A lo largo de más de 400 páginas, Guerriero, reconocida periodista y escritora, se sumerge en la vida de Labayru en un relato tan estremecedor como delicado: su infancia acomodada como hija de una familia de militares, su participación en Montoneros, su secuestro en diciembre de 1976 – embarazada de 5 meses–, el parto en la Esma, la tortura, las reiteradas violaciones y las salidas permitidas acompañada por los represores. Y luego, el exilio en Madrid –ya con su hija pequeña–, el rechazo de los militantes y la comunidad exiliada por las sospechas de traición, la maternidad de un segundo hijo que llegó 18 años después y el reencuentro con una pareja de juventud en Buenos Aires con el que hoy comparte una vida entre Madrid y Buenos Aires.
Guerriero se vale de todas las herramientas del periodismo narrativo para producir un texto polifónico magistral: las largas entrevistas con Labayru, el testimonio de su pareja, su expareja, su hija, sus compañeros de militancia y documentos judiciales, en un rompecabezas que va y viene del pasado al presente. 
Obligada a hacer trabajo esclavo en el centro clandestino en el que estuvo detenida un año y medio, Labayru también fue obligada a representar a la hermana de Alfredo Astiz –infiltrado en Madres de Plaza de Mayo bajo el nombre de Gustavo Niño, hoy condenado por delitos de lesa humanidad– en el operativo de la iglesia de la Santa Cruz que terminó con tres madres y dos monjas sas desaparecidas.
Labayru, protagonista de esta semblanza, fue además una de las denunciantes del primer juicio por crímenes de violencia sexual cometidos contra las mujeres secuestradas durante la dictadura.
Una de las cuestiones que más llamó la atención de Guerriero es el rechazo y el repudio de la militancia hacia los sobrevivientes. Porque cuando Labayru creyó que el infierno ya había pasado y dejó Argentina con su hija en brazos, tuvo que afrontar otro: ser considerada una traidora, una “apestada”. “Yo pensaba que una persona que había militado en una determinada organización y salía era recibida por sus excompañeros con alegría. Y no. Todo lo contrario”, dice Guerriero.
Al principio la periodista pensó que la historia de Labayru podía contarse en un artículo de largo aliento, y advirtió que el retrato necesitaba narrarse en un libro, con varias voces y documentos, con toda la complejidad, los matices, las paradojas y los puntos ciegos que hacen a una vida. “Hacer algo para una revista, por más generosa que fuera con el espacio, necesariamente iba a terminar siendo reduccionista, sin lugar para las sutilezas necesarias para que las piezas encajaran de forma natural. La historia de esta mujer necesitaba ser contada de una manera compleja, como es ella”, explica Guerriero.
El resultado de ese trabajo artesanal, meticuloso y eficaz es un retrato de Labayru en el que conviven lo trivial, lo cotidiano y lo siniestro, el amor, la tragedia, los vínculos, el sexo, el humor y una llamada telefónica realizada desde la Esma al padre de Labayru, el 14 de marzo de 1977. La llamada que, quizás, torció el destino y le salvó la vida.
Maestra del periodismo narrativo, autora de varios libros traducidos a diversas lenguas y colaboradora habitual en medios de América Latina y Europa, Guerriero dice que escribe para entender la complejidad del mundo. 

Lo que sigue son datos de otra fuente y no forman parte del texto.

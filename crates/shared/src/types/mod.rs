//! Common types used across the application.

pub mod id;
pub mod money;
pub mod pagination;

pub use id::*;
pub use money::{MONEY_SCALE, PERCENT_SCALE, percent_of, ratio_as_percent, round_money, round_percent};
pub use pagination::{PageMeta, PageRequest, PageResponse};
//! Calculation error types.
//!
//! Calculations fail fast on the first violated rule. Out-of-range input is
//! never clamped.

use rust_decimal::Decimal;
use thiserror::Error;

/// Errors raised while pricing line items or aggregating document totals.
#[derive(Debug, Clone, PartialEq, Eq, Error)]
pub enum CalculationError {
    /// A field is outside its permitted range.
    #[error("Invalid {field}: {reason}")]
    Validation {
        /// The offending field, e.g. `quantity` or `line_items[2].discount_percent`.
        field: String,
        /// Human-readable explanation.
        reason: String,
    },

    /// The deposit is larger than the document total.
    #[error("Deposit {deposit_amount} exceeds document total {total_amount}")]
    DepositExceedsTotal {
        /// The derived or entered deposit amount.
        deposit_amount: Decimal,
        /// The document total (subtotal plus tax).
        total_amount: Decimal,
    },
}

impl CalculationError {
    /// Builds a `Validation` error for `field`.
    pub fn invalid(field: impl Into<String>, reason: impl Into<String>) -> Self {
        Self::Validation {
            field: field.into(),
            reason: reason.into(),
        }
    }

    /// Builds a `Validation` error for a figure too large to represent.
    pub fn overflow(field: impl Into<String>) -> Self {
        Self::invalid(field, "value is too large to calculate")
    }

    /// Prefixes a validation field with the index of the line that produced it.
    #[must_use]
    pub fn at_line(self, index: usize) -> Self {
        match self {
            Self::Validation { field, reason } => Self::Validation {
                field: format!("line_items[{index}].{field}"),
                reason,
            },
            other => other,
        }
    }

    /// Returns the HTTP status code for this error.
    #[must_use]
    pub fn status_code(&self) -> u16 {
        match self {
            Self::Validation { .. } => 400,
            Self::DepositExceedsTotal { .. } => 422,
        }
    }

    /// Returns the error code for API responses.
    #[must_use]
    pub fn error_code(&self) -> &'static str {
        match self {
            Self::Validation { .. } => "VALIDATION_ERROR",
            Self::DepositExceedsTotal { .. } => "DEPOSIT_EXCEEDS_TOTAL",
        }
    }
}
//! Document lifecycle management.
//!
//! - `types` - Lifecycle actions with audit data
//! - `error` - Lifecycle error types
//! - `service` - Transition table, guards and completion triggers
//! - `edit` - All-or-nothing draft edits

pub mod edit;
pub mod error;
pub mod service;
pub mod types;

#[cfg(test)]
mod service_props;

pub use edit::DraftUpdate;
pub use error::LifecycleError;
pub use service::LifecycleService;
pub use types::LifecycleAction;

La historia de Silvia Labayru condensa todas las aristas y dimensiones de la década del 70. ¿Qué fue lo que más le impactó de su historia? ¿Qué desconocía de esa época? 

Algo que me asombró y que yo no sabía es el repudio a los sobrevivientes, tanto por parte de los que llegaban al exilio como por gente que no estaba en el exilio y que también los repudiaba. Yo no tenía idea de que esto sucedía y me sorprendió enormemente: les pasó a todas las personas que sobrevivieron y que yo entrevisté. Parece que fue muy común. Yo pensaba que una persona que había militado en un grupo determinado y salía era recibida por sus excompañeros con alegría. Y no. Era todo lo contrario. 

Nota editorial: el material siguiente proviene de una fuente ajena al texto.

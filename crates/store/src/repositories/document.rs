//! Document repository: creation, drafts, reads and status transitions.

use docflow_core::context::OperationContext;
use docflow_core::conversion::{ConversionError, ConversionService, QuotationTerms};
use docflow_core::document::{
    Document, DocumentStatus, DocumentType, DocumentView, LineItemDraft, ParentLink,
};
use docflow_core::fulfillment::FulfillmentTracker;
use docflow_core::lifecycle::{DraftUpdate, LifecycleService};
use docflow_core::EngineResult;
use docflow_shared::types::{CustomerId, DocumentId, PageRequest, PageResponse};
use serde::{Deserialize, Serialize};
use tracing::{info, warn};

use crate::Store;
use crate::state::StoreState;

/// Input for a quotation entered by hand.
#[derive(Debug, Clone, PartialEq, Eq, Serialize, Deserialize)]
pub struct CreateQuotationInput {
    /// Customer quoted.
    pub customer_id: CustomerId,
    /// Lines to price.
    #[serde(default)]
    pub line_items: Vec<LineItemDraft>,
    /// Tax, deposit, expiry and remarks.
    #[serde(flatten)]
    pub terms: QuotationTerms,
}

/// Filter for listing documents.
#[derive(Debug, Clone, Copy, Default, PartialEq, Eq, Serialize, Deserialize)]
pub struct DocumentFilter {
    /// Only this type.
    #[serde(default)]
    pub document_type: Option<DocumentType>,
    /// Only this status.
    #[serde(default)]
    pub status: Option<DocumentStatus>,
    /// Only this customer.
    #[serde(default)]
    pub customer_id: Option<CustomerId>,
}

impl DocumentFilter {
    fn matches(&self, document: &Document) -> bool {
        self.document_type.is_none_or(|t| t == document.document_type)
            && self.status.is_none_or(|s| s == document.status)
            && self.customer_id.is_none_or(|c| c == document.customer_id)
    }
}

/// Document repository.
#[derive(Debug, Clone)]
pub struct DocumentRepository {
    store: Store,
}

impl DocumentRepository {
    /// Creates a new document repository.
    #[must_use]
    pub const fn new(store: Store) -> Self {
        Self { store }
    }

    /// Creates a quotation from caller-supplied lines.
    ///
    /// # Errors
    ///
    /// Returns a validation error for invalid lines or parameters.
    pub async fn create_quotation(
        &self,
        input: CreateQuotationInput,
        ctx: &OperationContext,
    ) -> EngineResult<DocumentView> {
        let mut state = self.store.lock().await;

        let quotation = ConversionService::new_quotation(
            input.customer_id,
            &input.line_items,
            input.terms,
            state.next_document_number(DocumentType::Quotation),
            self.store.engine(),
            ctx,
        )
        .inspect_err(|err| warn!(error = %err, "Quotation creation refused"))?;

        info!(
            document_id = %quotation.id,
            document_number = %quotation.document_number,
            total_amount = %quotation.totals.total_amount,
            "Quotation created"
        );
        let view = state.view(&quotation, ctx);
        state.insert_document(quotation);
        Ok(view)
    }

    /// Fetches a document with its overlay.
    ///
    /// # Errors
    ///
    /// Returns `DocumentNotFound` if the document does not exist.
    pub async fn get(&self, id: DocumentId, ctx: &OperationContext) -> EngineResult<DocumentView> {
        let state = self.store.lock().await;
        let document = state.document(id)?;
        Ok(state.view(document, ctx))
    }

    /// Lists documents, oldest first.
    pub async fn list(
        &self,
        filter: DocumentFilter,
        page: &PageRequest,
        ctx: &OperationContext,
    ) -> PageResponse<DocumentView> {
        let state = self.store.lock().await;

        let mut matching: Vec<&Document> =
            state.documents().filter(|d| filter.matches(d)).collect();
        matching.sort_by(|a, b| a.created_at.cmp(&b.created_at).then(a.id.cmp(&b.id)));

        let total = matching.len() as u64;
        let data = matching
            .into_iter()
            .skip(page.offset())
            .take(page.limit())
            .map(|d| state.view(d, ctx))
            .collect();
        PageResponse::new(data, page, total)
    }

    /// Edits a draft.
    ///
    /// For a delivery note, `allocations` resizes the note against its
    /// receipt in the same unit of work.
    ///
    /// # Errors
    ///
    /// Returns `NotEditable` outside draft, or any validation or allocation error.
    pub async fn update_draft(
        &self,
        id: DocumentId,
        update: DraftUpdate,
        ctx: &OperationContext,
    ) -> EngineResult<DocumentView> {
        let mut state = self.store.lock().await;

        let mut document = state.document(id)?.clone();
        LifecycleService::edit_draft(&mut document, &update, ctx)
            .inspect_err(|err| warn!(document_id = %id, error = %err, "Draft update refused"))?;

        let receipt = match (&update.allocations, document.parent_of_type(DocumentType::Receipt)) {
            (Some(allocations), Some(receipt_id)) => {
                let mut receipt = state.document(receipt_id)?.clone();
                ConversionService::reallocate_delivery(
                    &mut receipt,
                    &mut document,
                    allocations,
                    ctx,
                )
                .inspect_err(|err| {
                    warn!(document_id = %id, error = %err, "Delivery reallocation refused");
                })?;
                Some(receipt)
            }
            (Some(_), None) => {
                return Err(ConversionError::not_eligible(
                    format!("{} {}", document.document_type, document.document_number),
                    "no receipt to allocate from",
                )
                .into());
            }
            (None, _) => None,
        };

        if let Some(receipt) = receipt {
            state.put_document(receipt);
        }
        info!(document_id = %id, "Draft updated");
        let view = state.view(&document, ctx);
        state.put_document(document);
        Ok(view)
    }

    /// Deletes a draft.
    ///
    /// A quotation frees the pricing requests it consumed; a delivery note
    /// gives its quantities back to the receipt.
    ///
    /// # Errors
    ///
    /// Returns `NotEditable` for anything but a draft.
    pub async fn delete_draft(&self, id: DocumentId, ctx: &OperationContext) -> EngineResult<()> {
        let mut state = self.store.lock().await;

        let document = state.document(id)?.clone();
        LifecycleService::ensure_editable(document.status)
            .inspect_err(|err| warn!(document_id = %id, error = %err, "Delete refused"))?;

        release_sources(&mut state, &document, ctx)?;
        state.remove_document(id);
        info!(document_id = %id, document_number = %document.document_number, "Draft deleted");
        Ok(())
    }

    /// Copies a rejected document into a new draft.
    ///
    /// The copy takes over what the rejected document consumed: pricing
    /// requests are linked to it and a delivery note allocates again.
    ///
    /// # Errors
    ///
    /// - `IllegalTransition` unless the document is rejected
    /// - `AlreadyConverted` if a source has been consumed again meanwhile
    /// - `OverAllocation` if the receipt no longer has the quantities
    pub async fn clone_document(
        &self,
        id: DocumentId,
        ctx: &OperationContext,
    ) -> EngineResult<DocumentView> {
        let mut state = self.store.lock().await;

        let original = state.document(id)?;
        let copy = LifecycleService::clone_rejected(
            original,
            state.next_document_number(original.document_type),
            ctx,
        )
        .inspect_err(|err| warn!(document_id = %id, error = %err, "Clone refused"))?;

        let mut requests = Vec::new();
        let mut receipt = None;
        for link in &copy.parent_links {
            match *link {
                ParentLink::PricingRequest { id: request_id } => {
                    let mut request = state.pricing_request(request_id)?.clone();
                    if request.is_linked() {
                        return Err(ConversionError::AlreadyConverted {
                            subject: format!("pricing request {}", request.request_number),
                            existing: "another quotation".to_string(),
                        }
                        .into());
                    }
                    request.link(copy.id, ctx);
                    requests.push(request);
                }
                ParentLink::Document {
                    id: parent_id,
                    document_type: DocumentType::Receipt,
                } if copy.document_type == DocumentType::DeliveryNote => {
                    let mut staged = state.document(parent_id)?.clone();
                    ConversionService::ensure_allocatable(&staged)?;
                    FulfillmentTracker::allocate(
                        &mut staged,
                        &FulfillmentTracker::drawn_from_source(&copy),
                    )?;
                    staged.updated_at = ctx.now;
                    receipt = Some(staged);
                }
                ParentLink::Document { id: parent_id, .. } => {
                    if let Some(existing) = state.live_child(parent_id, copy.document_type) {
                        let parent = state.document(parent_id)?;
                        return Err(ConversionError::AlreadyConverted {
                            subject: format!("{} {}", parent.document_type, parent.document_number),
                            existing: format!(
                                "{} {}",
                                existing.document_type, existing.document_number
                            ),
                        }
                        .into());
                    }
                }
            }
        }

        for request in requests {
            state.put_pricing_request(request);
        }
        if let Some(receipt) = receipt {
            state.put_document(receipt);
        }
        info!(
            document_id = %copy.id,
            cloned_from = %id,
            document_number = %copy.document_number,
            "Rejected document cloned"
        );
        let view = state.view(&copy, ctx);
        state.insert_document(copy);
        Ok(view)
    }

    /// Submits a draft for review.
    ///
    /// # Errors
    ///
    /// `IllegalTransition`, `EmptyDocument` or a validation error.
    pub async fn submit(&self, id: DocumentId, ctx: &OperationContext) -> EngineResult<DocumentView> {
        let mut state = self.store.lock().await;

        let mut document = state.document(id)?.clone();
        LifecycleService::submit(&document, ctx)
            .inspect_err(|err| warn!(document_id = %id, error = %err, "Submit refused"))?
            .apply(&mut document);

        info!(document_id = %id, status = %document.status, "Document submitted");
        let view = state.view(&document, ctx);
        state.put_document(document);
        Ok(view)
    }

    /// Approves a pending document; approving again is a no-op.
    ///
    /// Approval may complete the parent: an approved invoice completes its
    /// quotation and an approved receipt completes its invoice.
    ///
    /// # Errors
    ///
    /// `IllegalTransition` from any other status.
    pub async fn approve(
        &self,
        id: DocumentId,
        notes: Option<String>,
        ctx: &OperationContext,
    ) -> EngineResult<DocumentView> {
        let mut state = self.store.lock().await;

        let mut document = state.document(id)?.clone();
        let action = LifecycleService::approve(document.status, notes, ctx)
            .inspect_err(|err| warn!(document_id = %id, error = %err, "Approve refused"))?;

        if action.changes_status() {
            action.apply(&mut document);
            state.put_document(document);
            state.settle(id, ctx)?;
            info!(document_id = %id, "Document approved");
        }

        let document = state.document(id)?;
        Ok(state.view(document, ctx))
    }

    /// Rejects a pending document.
    ///
    /// Like deletion, rejection frees what the document consumed.
    ///
    /// # Errors
    ///
    /// `RejectionReasonRequired` or `IllegalTransition`.
    pub async fn reject(
        &self,
        id: DocumentId,
        reason: &str,
        ctx: &OperationContext,
    ) -> EngineResult<DocumentView> {
        let mut state = self.store.lock().await;

        let mut document = state.document(id)?.clone();
        LifecycleService::reject(document.status, reason, ctx)
            .inspect_err(|err| warn!(document_id = %id, error = %err, "Reject refused"))?
            .apply(&mut document);

        release_sources(&mut state, &document, ctx)?;
        info!(document_id = %id, "Document rejected");
        let view = state.view(&document, ctx);
        state.put_document(document);
        Ok(view)
    }
}

/// Frees pricing requests and receipt quantities held by `document`.
fn release_sources(
    state: &mut StoreState,
    document: &Document,
    ctx: &OperationContext,
) -> EngineResult<()> {
    match document.document_type {
        DocumentType::Quotation => {
            for request_id in document.pricing_request_ids() {
                let mut request = state.pricing_request(request_id)?.clone();
                if request.quotation_id == Some(document.id) {
                    request.unlink(ctx);
                    state.put_pricing_request(request);
                }
            }
            Ok(())
        }
        DocumentType::DeliveryNote => state.release_allocation(document),
        DocumentType::Invoice | DocumentType::Receipt => Ok(()),
    }
}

Estaba la idea de que habían entregado algo a cambio de su supervivencia: el “qué habrán hecho”. 

Sí, pero el “qué habrán hecho” y el “algo habrán hecho” era el discurso de los militares y de la gente reaccionaria. Y uno no espera el “algo habrán hecho” del otro lado. Era una chica de 21, 22 años, aguerrida. No estamos hablando de una chica que no sabe cómo defenderse en la vida. Era una militante que hacía inteligencia en Montoneros. Llega al exilio después de pasar todo ese horror en la Esma y se encuentra con esto. No sé con qué equipamiento mental uno puede enfrentar una cosa así, el rechazo. Llega a España, espera el abrazo y lo que recibe es un empujón, una cachetada. Ella utiliza la palabra “apestada”. Ese rechazo, además, le impidió ejercer una profesión que había estudiado, que era psicología. Y la llevó por un camino que no es el que hubiera preferido. 

¿Cómo fue la confección de este telar de tantas piezas, voces y tiempos verbales? ¿Cómo trabajó esta historia? 

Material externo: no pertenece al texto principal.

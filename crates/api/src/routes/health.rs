//! Health check endpoints.

use axum::{Json, Router, routing::get};
use serde::Serialize;

use crate::AppState;

/// Health check response.
#[derive(Serialize)]
pub struct HealthResponse {
    /// Service status.
    pub status: &'static str,
    /// Service version.
    pub version: &'static str,
}

/// Health check handler.
async fn health_check() -> Json<HealthResponse> {
    Json(HealthResponse {
        status: "healthy",
        version: env!("CARGO_PKG_VERSION"),
    })
}

/// Creates health check routes.
pub fn routes() -> Router<AppState> {
    Router::new().route("/health", get(health_check))
}
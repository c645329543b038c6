//! Fulfillment repository: delivery recording and progress reports.

use docflow_core::calculation::CalculationError;
use docflow_core::context::OperationContext;
use docflow_core::document::{DocumentType, DocumentView};
use docflow_core::fulfillment::{DeliveryAllocation, FulfillmentReport, FulfillmentTracker};
use docflow_core::EngineResult;
use docflow_shared::types::DocumentId;
use tracing::{info, warn};

use crate::Store;

/// Fulfillment repository.
#[derive(Debug, Clone)]
pub struct FulfillmentRepository {
    store: Store,
}

impl FulfillmentRepository {
    /// Creates a new fulfillment repository.
    #[must_use]
    pub const fn new(store: Store) -> Self {
        Self { store }
    }

    /// Records goods handed over on an approved delivery note.
    ///
    /// A fully delivered note completes, and may in turn complete its receipt.
    ///
    /// # Errors
    ///
    /// `NotDeliverable`, `OverAllocation` or a validation error.
    pub async fn record_delivery(
        &self,
        delivery_note_id: DocumentId,
        deliveries: &[DeliveryAllocation],
        ctx: &OperationContext,
    ) -> EngineResult<DocumentView> {
        let mut state = self.store.lock().await;

        let mut note = state.document(delivery_note_id)?.clone();
        FulfillmentTracker::record_delivery(&mut note, deliveries).inspect_err(|err| {
            warn!(document_id = %delivery_note_id, error = %err, "Delivery recording refused");
        })?;
        note.updated_at = ctx.now;

        info!(
            document_id = %delivery_note_id,
            delivered = %note.delivered_quantity(),
            total = %note.total_quantity(),
            "Delivery recorded"
        );
        state.put_document(note);
        state.settle(delivery_note_id, ctx)?;

        let note = state.document(delivery_note_id)?;
        Ok(state.view(note, ctx))
    }

    /// Per-line and aggregate delivery progress of a receipt or delivery note.
    ///
    /// # Errors
    ///
    /// `DocumentNotFound`, or a validation error for other document types.
    pub async fn report(&self, id: DocumentId) -> EngineResult<FulfillmentReport> {
        let state = self.store.lock().await;

        let document = state.document(id)?;
        match document.document_type {
            DocumentType::Receipt | DocumentType::DeliveryNote => {
                Ok(FulfillmentTracker::report(document))
            }
            other => Err(CalculationError::invalid(
                "document_type",
                format!("{other} documents are not fulfilled"),
            )
            .into()),
        }
    }
}
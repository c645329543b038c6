//! Remaining-quantity accounting.
//!
//! A line's `quantity_remaining` only moves through this tracker. Requests are
//! planned in full before any line is touched, so a failing request leaves
//! the document exactly as it was.

use docflow_shared::types::{DocumentId, LineItemId, ratio_as_percent};
use rust_decimal::Decimal;
use serde::{Deserialize, Serialize};

use crate::document::{
    Document, DocumentStatus, DocumentType, FulfillmentStatus, LineItem, SourceReference,
};
use crate::fulfillment::error::FulfillmentError;

/// Quantity requested against one line.
#[derive(Debug, Clone, Copy, PartialEq, Eq, Serialize, Deserialize)]
pub struct DeliveryAllocation {
    /// The line to draw from.
    pub line_item_id: LineItemId,
    /// Quantity to deliver.
    pub delivery_quantity: Decimal,
}

/// Delivery progress of one line.
#[derive(Debug, Clone, Copy, PartialEq, Eq, Serialize, Deserialize)]
pub struct ItemProgress {
    /// The line.
    pub line_item_id: LineItemId,
    /// Quantity on the line.
    pub quantity: Decimal,
    /// `quantity − quantity_remaining`.
    pub delivered_quantity: Decimal,
    /// Quantity still open.
    pub quantity_remaining: Decimal,
    /// `delivered / quantity × 100`.
    pub percent_complete: Decimal,
}

/// Per-line and aggregate delivery progress of a document.
#[derive(Debug, Clone, PartialEq, Eq, Serialize, Deserialize)]
pub struct FulfillmentReport {
    /// The document reported on.
    pub document_id: DocumentId,
    /// Its type.
    pub document_type: DocumentType,
    /// One entry per line, in document order.
    pub items: Vec<ItemProgress>,
    /// Σ quantity.
    pub total_quantity: Decimal,
    /// Σ delivered.
    pub delivered_quantity: Decimal,
    /// Σ remaining.
    pub quantity_remaining: Decimal,
    /// Aggregate completion percentage.
    pub percent_complete: Decimal,
    /// Aggregate overlay.
    pub status: FulfillmentStatus,
}

/// Stateless tracker for delivered quantities.
pub struct FulfillmentTracker;

impl FulfillmentTracker {
    /// Progress of a single line.
    #[must_use]
    pub fn item_progress(line: &LineItem) -> ItemProgress {
        let delivered_quantity = line.delivered_quantity();
        ItemProgress {
            line_item_id: line.id,
            quantity: line.quantity(),
            delivered_quantity,
            quantity_remaining: line.quantity_remaining,
            percent_complete: completion(delivered_quantity, line.quantity()),
        }
    }

    /// Progress of every line plus the aggregate.
    #[must_use]
    pub fn report(document: &Document) -> FulfillmentReport {
        let items: Vec<ItemProgress> = document
            .line_items
            .iter()
            .map(Self::item_progress)
            .collect();
        let total_quantity: Decimal = items.iter().map(|i| i.quantity).sum();
        let delivered_quantity: Decimal = items.iter().map(|i| i.delivered_quantity).sum();

        FulfillmentReport {
            document_id: document.id,
            document_type: document.document_type,
            total_quantity,
            delivered_quantity,
            quantity_remaining: items.iter().map(|i| i.quantity_remaining).sum(),
            percent_complete: completion(delivered_quantity, total_quantity),
            status: Self::status(document),
            items,
        }
    }

    /// Aggregate overlay of a document.
    #[must_use]
    pub fn status(document: &Document) -> FulfillmentStatus {
        FulfillmentStatus::from_quantities(document.delivered_quantity(), document.total_quantity())
    }

    /// Validates a request without touching the document.
    ///
    /// Repeated lines are summed before checking. The result holds one entry
    /// per line in first-seen order.
    ///
    /// # Errors
    ///
    /// - `EmptyAllocation` for an empty request
    /// - `UnknownLineItem` for a line not on the document
    /// - `InvalidQuantity` for a non-positive quantity
    /// - `QuantityTooLarge` if a line's requests sum past `Decimal` range
    /// - `OverAllocation` if a line's total exceeds its remaining quantity
    pub fn plan(
        document: &Document,
        allocations: &[DeliveryAllocation],
    ) -> Result<Vec<DeliveryAllocation>, FulfillmentError> {
        if allocations.is_empty() {
            return Err(FulfillmentError::EmptyAllocation);
        }

        let merged = merge(allocations)?;

        for allocation in &merged {
            let line = document.line_item(allocation.line_item_id).ok_or(
                FulfillmentError::UnknownLineItem {
                    line_item_id: allocation.line_item_id,
                },
            )?;
            if allocation.delivery_quantity > line.quantity_remaining {
                return Err(FulfillmentError::OverAllocation {
                    line_item_id: line.id,
                    requested: allocation.delivery_quantity,
                    remaining: line.quantity_remaining,
                });
            }
        }

        Ok(merged)
    }

    /// Plans a request and decrements the remaining quantities.
    ///
    /// # Errors
    ///
    /// Same as [`FulfillmentTracker::plan`]; on error nothing changes.
    pub fn allocate(
        document: &mut Document,
        allocations: &[DeliveryAllocation],
    ) -> Result<Vec<DeliveryAllocation>, FulfillmentError> {
        let plan = Self::plan(document, allocations)?;
        for allocation in &plan {
            if let Some(line) = document
                .line_items
                .iter_mut()
                .find(|l| l.id == allocation.line_item_id)
            {
                line.quantity_remaining -= allocation.delivery_quantity;
            }
        }
        Ok(plan)
    }

    /// Records goods handed over on an approved delivery note.
    ///
    /// # Errors
    ///
    /// `NotDeliverable` unless `note` is an approved delivery note, otherwise
    /// the same as [`FulfillmentTracker::plan`].
    pub fn record_delivery(
        note: &mut Document,
        deliveries: &[DeliveryAllocation],
    ) -> Result<Vec<DeliveryAllocation>, FulfillmentError> {
        if note.document_type != DocumentType::DeliveryNote
            || note.status != DocumentStatus::Approved
        {
            return Err(FulfillmentError::NotDeliverable {
                document_type: note.document_type,
                status: note.status,
            });
        }
        Self::allocate(note, deliveries)
    }

    /// Quantities a delivery note draws from its receipt's lines.
    ///
    /// Lines without a line-item origin are skipped.
    #[must_use]
    pub fn drawn_from_source(note: &Document) -> Vec<DeliveryAllocation> {
        note.line_items
            .iter()
            .filter_map(|line| match line.source_reference {
                Some(SourceReference::LineItem(source)) => Some(DeliveryAllocation {
                    line_item_id: source,
                    delivery_quantity: line.quantity(),
                }),
                _ => None,
            })
            .collect()
    }

    /// Gives previously allocated quantities back to their lines.
    ///
    /// # Errors
    ///
    /// `UnknownLineItem`, `InvalidQuantity`, `QuantityTooLarge` or
    /// `ReleaseExceedsDelivered`; on error nothing changes.
    pub fn release(
        document: &mut Document,
        allocations: &[DeliveryAllocation],
    ) -> Result<(), FulfillmentError> {
        let merged = merge(allocations)?;

        for allocation in &merged {
            let line = document.line_item(allocation.line_item_id).ok_or(
                FulfillmentError::UnknownLineItem {
                    line_item_id: allocation.line_item_id,
                },
            )?;
            if allocation.delivery_quantity > line.delivered_quantity() {
                return Err(FulfillmentError::ReleaseExceedsDelivered {
                    line_item_id: line.id,
                    requested: allocation.delivery_quantity,
                    delivered: line.delivered_quantity(),
                });
            }
        }

        for allocation in &merged {
            if let Some(line) = document
                .line_items
                .iter_mut()
                .find(|l| l.id == allocation.line_item_id)
            {
                line.quantity_remaining += allocation.delivery_quantity;
            }
        }
        Ok(())
    }
}

/// Sums requests per line in first-seen order.
fn merge(allocations: &[DeliveryAllocation]) -> Result<Vec<DeliveryAllocation>, FulfillmentError> {
    let mut merged: Vec<DeliveryAllocation> = Vec::with_capacity(allocations.len());
    for allocation in allocations {
        if allocation.delivery_quantity <= Decimal::ZERO {
            return Err(FulfillmentError::InvalidQuantity {
                line_item_id: allocation.line_item_id,
                quantity: allocation.delivery_quantity,
            });
        }
        match merged
            .iter_mut()
            .find(|m| m.line_item_id == allocation.line_item_id)
        {
            Some(existing) => {
                existing.delivery_quantity = existing
                    .delivery_quantity
                    .checked_add(allocation.delivery_quantity)
                    .ok_or(FulfillmentError::QuantityTooLarge {
                        line_item_id: allocation.line_item_id,
                    })?;
            }
            None => merged.push(*allocation),
        }
    }
    Ok(merged)
}

/// Delivered never exceeds the line quantity, so the ratio stays within 100.
fn completion(delivered: Decimal, total: Decimal) -> Decimal {
    ratio_as_percent(delivered, total).unwrap_or(Decimal::ONE_HUNDRED)
}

Fue complicado. Tenía mucho material de reporteo: más de 1.900 páginas de entrevistas. Eso no me abrumó. Escribir es un trabajo artesanal en el que uno no siempre responde a los mismos problemas con las mismas soluciones. La respuesta es la de siempre: un poco paciencia, insistencia y persistencia. Truman Capote decía una frase que me parece genial, y no es que yo me sienta artista, pero él decía: “lo primero que tiene que aprender un artista es a acompañarse a sí mismo”. Y yo creo que cuando uno escribe, en este caso no ficción, tiene que aprender a acompañarse a sí mismo. Y no perder de vista que no estoy contando la historia de los años 70 sino la historia de esta mujer. 

¿Cuál es la distancia óptima para contar historias, especialmente una tan dolorosa y delicada? 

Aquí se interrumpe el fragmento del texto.